Biotech Rally Is Stalled But Tape Action Is Lively

It has been a directionless choppy week of trading with a very bearish sentiment and a few market strategists calling for a tough year ahead because of lackluster revenue growth. The energy sector has led the way down as oil tanked below $40, nat gas futures hit the $2 level bringing big concerns to the high yield bond market. As Mohamed El-Erian stated today in a CNBC Squawk Box interview that he was wary of the current investing climate because of what he calls “unhinged markets” in three areas: commodities, emerging market currencies and high yield bonds.The market took off late in the day but sold off just as quickly holding on to modest gains. NASDAQ-100 was the leader up 0.68%.
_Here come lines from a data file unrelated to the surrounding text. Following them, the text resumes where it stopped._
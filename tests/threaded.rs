use std::sync::Arc;
use std::thread;

use robotrules::Robots;

#[test]
fn query_across_threads() {
    let robots = Arc::new(Robots::parse(
        "user-agent: *\ndisallow: /private/\n\
         user-agent: FooBot\ndisallow: /\nallow: /public/\n",
    ));

    let mut handles = vec![];

    // Thread 1: FooBot allowed under /public/
    let r = Arc::clone(&robots);
    handles.push(thread::spawn(move || {
        r.one_agent_allowed_by_robots("FooBot", "/public/page")
    }));

    // Thread 2: FooBot denied elsewhere
    let r = Arc::clone(&robots);
    handles.push(thread::spawn(move || {
        !r.one_agent_allowed_by_robots("FooBot", "/anything")
    }));

    // Thread 3: other agents hit only the global group
    let r = Arc::clone(&robots);
    handles.push(thread::spawn(move || {
        !r.one_agent_allowed_by_robots("BarBot", "/private/x")
    }));

    // Thread 4: other agents allowed outside /private/
    let r = Arc::clone(&robots);
    handles.push(thread::spawn(move || {
        r.one_agent_allowed_by_robots("BarBot", "/open")
    }));

    for handle in handles {
        assert!(handle.join().unwrap());
    }
}

#[test]
fn many_threads_many_queries() {
    let robots = Arc::new(Robots::parse(
        "user-agent: CrawlBot\ndisallow: /a/\nallow: /a/b/\n",
    ));

    let handles: Vec<_> = (0..8)
        .map(|i| {
            let r = Arc::clone(&robots);
            thread::spawn(move || {
                for j in 0..1000 {
                    let path = format!("/a/b/{i}/{j}");
                    assert!(r.one_agent_allowed_by_robots("CrawlBot", &path));
                    let path = format!("/a/{i}/{j}");
                    assert!(!r.one_agent_allowed_by_robots("CrawlBot", &path));
                }
            })
        })
        .collect();

    for handle in handles {
        handle.join().unwrap();
    }
}
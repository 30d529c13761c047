use log::trace;

use crate::{NodeId, ProtocolMessage};

/// A message waiting to be handed to the transport.
#[derive(Debug, Clone, PartialEq, Eq)]
pub struct Outgoing {
    pub recipient: NodeId,
    pub message: ProtocolMessage,
}

// Broadcaster collects the messages produced while handling an input. It only
// queues them, delivery is done by whoever drains it.
#[derive(Debug)]
pub struct Broadcaster {
    self_id: NodeId,
    n: usize,
    outgoings: Vec<Outgoing>,
}

impl Broadcaster {
    pub fn new(self_id: NodeId, n: usize) -> Self {
        Self {
            self_id,
            n,
            outgoings: Vec::new(),
        }
    }

    /// Queues `message` for every node in the network, ourselves included.
    pub fn broadcast(&mut self, message: ProtocolMessage) {
        trace!("[BEN-{}] queueing {message:?} for {} nodes", self.self_id, self.n);
        self.outgoings
            .extend((0..self.n).map(|recipient| Outgoing { recipient, message }));
    }

    pub fn take_outgoings(&mut self) -> Vec<Outgoing> {
        std::mem::take(&mut self.outgoings)
    }

    #[cfg(test)]
    pub fn has_broadcast(&self, msg: &ProtocolMessage) -> bool {
        (0..self.n).all(|to| {
            self.outgoings
                .iter()
                .any(|out| out.recipient == to && &out.message == msg)
        })
    }

    #[cfg(test)]
    pub fn is_empty(&self) -> bool {
        self.outgoings.is_empty()
    }
}
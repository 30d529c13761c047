use std::fmt::Display;

use serde::{Deserialize, Serialize};

use crate::{Round, Value};

/// Externally observable state of a node.
#[derive(Debug, Clone, Copy, PartialEq, Eq, Serialize, Deserialize)]
pub struct NodeState {
    pub killed: bool,
    #[serde(rename = "x")]
    pub value: Option<Value>,
    pub decided: Option<bool>,
    #[serde(rename = "k")]
    pub round: Option<Round>,
}

impl NodeState {
    /// The shape reported by a stopped or faulty node, whatever it did before.
    pub fn killed() -> Self {
        Self {
            killed: true,
            value: None,
            decided: None,
            round: None,
        }
    }

    pub fn decision(&self) -> Option<Value> {
        match (self.decided, self.value) {
            (Some(true), Some(v)) => Some(v),
            _ => None,
        }
    }
}

/// Health of a node, this only reflects how the node was configured.
#[derive(Debug, Clone, Copy, PartialEq, Eq, Serialize, Deserialize)]
pub enum Status {
    Live,
    Faulty,
}

impl Display for Status {
    fn fmt(&self, f: &mut std::fmt::Formatter<'_>) -> std::fmt::Result {
        match self {
            Status::Live => write!(f, "live"),
            Status::Faulty => write!(f, "faulty"),
        }
    }
}
use std::sync::atomic::{AtomicBool, Ordering};

use log::debug;

use crate::NodeId;

/// Tells a starting node whether every peer can be reached yet.
pub trait Readiness: Send + Sync {
    fn is_ready(&self) -> bool;
}

impl<F: Fn() -> bool + Send + Sync> Readiness for F {
    fn is_ready(&self) -> bool {
        self()
    }
}

/// Shared registry where each node announces itself once it can receive
/// messages. Ready once all `n` nodes did so.
#[derive(Debug)]
pub struct ReadySet {
    ready: Vec<AtomicBool>,
}

impl ReadySet {
    pub fn new(n: usize) -> Self {
        Self {
            ready: (0..n).map(|_| AtomicBool::new(false)).collect(),
        }
    }

    pub fn mark_ready(&self, id: NodeId) {
        match self.ready.get(id) {
            Some(flag) => flag.store(true, Ordering::SeqCst),
            None => debug!("ignoring readiness of unknown node {id}"),
        }
    }

    pub fn ready_count(&self) -> usize {
        self.ready
            .iter()
            .filter(|flag| flag.load(Ordering::SeqCst))
            .count()
    }
}

impl Readiness for ReadySet {
    fn is_ready(&self) -> bool {
        self.ready.iter().all(|flag| flag.load(Ordering::SeqCst))
    }
}
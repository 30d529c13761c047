use std::time::Duration;

use log::warn;

use crate::{Error, NodeId, Result, Value};

/// Delay between two polls of the readiness predicate while starting.
pub const DEFAULT_POLL_INTERVAL: Duration = Duration::from_millis(5);

/// Fixed parameters of a node, set once at construction.
#[derive(Debug, Clone, PartialEq, Eq)]
pub struct NodeConfig {
    pub id: NodeId,
    /// Total number of nodes, `N`.
    pub n: usize,
    /// Number of faulty nodes tolerated, `F`.
    pub f: usize,
    pub initial_value: Value,
    pub is_faulty: bool,
    pub poll_interval: Duration,
}

impl NodeConfig {
    pub fn new(id: NodeId, n: usize, f: usize, initial_value: Value) -> Self {
        Self {
            id,
            n,
            f,
            initial_value,
            is_faulty: false,
            poll_interval: DEFAULT_POLL_INTERVAL,
        }
    }

    pub fn faulty(mut self, is_faulty: bool) -> Self {
        self.is_faulty = is_faulty;
        self
    }

    pub fn poll_interval(mut self, poll_interval: Duration) -> Self {
        self.poll_interval = poll_interval;
        self
    }

    /// Number of distinct senders needed before a phase of a round resolves.
    pub fn quorum(&self) -> usize {
        self.n.saturating_sub(self.f)
    }

    /// Rejects configurations the protocol can't even be run with.
    /// `N > 2F` is only needed for safety and is merely warned about.
    pub fn validate(&self) -> Result<()> {
        if self.n == 0 {
            return Err(Error::NoNodes);
        }
        if self.id >= self.n {
            return Err(Error::NodeOutOfRange {
                id: self.id,
                n: self.n,
            });
        }
        if self.f >= self.n {
            return Err(Error::NoQuorum {
                f: self.f,
                n: self.n,
            });
        }
        if self.n <= 2 * self.f {
            warn!(
                "[BEN-{}] n = {} does not exceed 2f = {}, agreement is not guaranteed",
                self.id,
                self.n,
                2 * self.f
            );
        }
        Ok(())
    }
}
The biotech rally recently fizzled when hit by profit taking and some adverse clinical trial news reminding investors of the risk on still pricey mid-cap companies without revenues. But the move today could give patient investors hope for the seasonal biotech rally despite the overhang of pricing concerns, congressional challenges to the Affordable Care Act (ACA) and rising healthcare costs. Moreover consumers are footing more of the healthcare bill potentially curbing demand. The major biotech ETFs are barely holding above the SMA 50 level and pulled back from the upward trend last week. Year to date technology is a leading sector. Here are the numbers:

IBB 329 up 1.29%

XBI 68.13 up 1.04%

XLV 71.38 up 0.79%

QQQ 113.40 up 0.45%

For most of the year the IBB soared above the QQQ until peaking this summer when it was up over 30%. Now the QQQ is up 9.83% YTD and the IBB up 8.58%. So the safe position in a volatile 2015 was the PowerShares QQQ Nasdaq-100 giving you high growth technology and consumer names with some large cap biotech positions like Gilead Sciences (GILD). If you are looking for larger cap growth stocks with less biotech allocation the QQQs may be the play.